What to do: What is needed here is every line of the records that includes "anyhow".

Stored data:
Start of Block

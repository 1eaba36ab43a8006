use serde_json::{json, Value};

use crate::auth::{IdentitySource, SessionIdentity};
use crate::cli::OutputFormat;

/// Output a success message in the appropriate format
pub fn output_success(output_format: OutputFormat, message: &str, data: Option<Value>) -> anyhow::Result<()> {
    match output_format {
        OutputFormat::Json => {
            let mut response = json!({
                "success": true,
                "message": message
            });

            if let Some(Value::Object(fields)) = data {
                if let Some(object) = response.as_object_mut() {
                    object.extend(fields);
                }
            }

            println!("{}", serde_json::to_string_pretty(&response)?);
        }
        OutputFormat::Text => {
            println!("✓ {}", message);
        }
    }
    Ok(())
}

/// Output an error message in the appropriate format
pub fn output_error(output_format: OutputFormat, message: &str, error_code: Option<&str>) -> anyhow::Result<()> {
    match output_format {
        OutputFormat::Json => {
            let mut response = json!({
                "success": false,
                "error": message
            });

            if let Some(code) = error_code {
                response["error_code"] = json!(code);
            }

            println!("{}", serde_json::to_string_pretty(&response)?);
        }
        OutputFormat::Text => {
            eprintln!("Error: {}", message);
        }
    }
    Ok(())
}

/// Print an identity; text output lists the fields one per line
pub fn output_identity(
    output_format: OutputFormat,
    message: &str,
    identity: &SessionIdentity,
    source: IdentitySource,
) -> anyhow::Result<()> {
    match output_format {
        OutputFormat::Json => output_success(
            output_format,
            message,
            Some(json!({ "source": source, "identity": identity })),
        ),
        OutputFormat::Text => {
            println!("✓ {}", message);
            for line in identity_lines(identity, source) {
                println!("  {}", line);
            }
            Ok(())
        }
    }
}

fn identity_lines(identity: &SessionIdentity, source: IdentitySource) -> Vec<String> {
    let mut lines = vec![
        format!("Source:      {:?}", source),
        format!("Subject:     {}", identity.id),
        format!("Email:       {}", identity.email),
        format!("Name:        {}", identity.name),
        format!("Roles:       {}", display_list(&identity.roles)),
        format!("Permissions: {}", display_list(&identity.permissions)),
    ];
    if let Some(exp) = identity.exp.and_then(|exp| chrono::DateTime::from_timestamp(exp, 0)) {
        lines.push(format!("Expires:     {}", exp.to_rfc3339()));
    }
    lines
}

fn display_list(values: &[String]) -> String {
    if values.is_empty() {
        "(none)".to_string()
    } else {
        values.join(", ")
    }
}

End of Block

Expected answer:
pub fn output_success(output_format: OutputFormat, message: &str, data: Option<Value>) -> anyhow::Result<()> {
pub fn output_error(output_format: OutputFormat, message: &str, error_code: Option<&str>) -> anyhow::Result<()> {
) -> anyhow::Result<()> {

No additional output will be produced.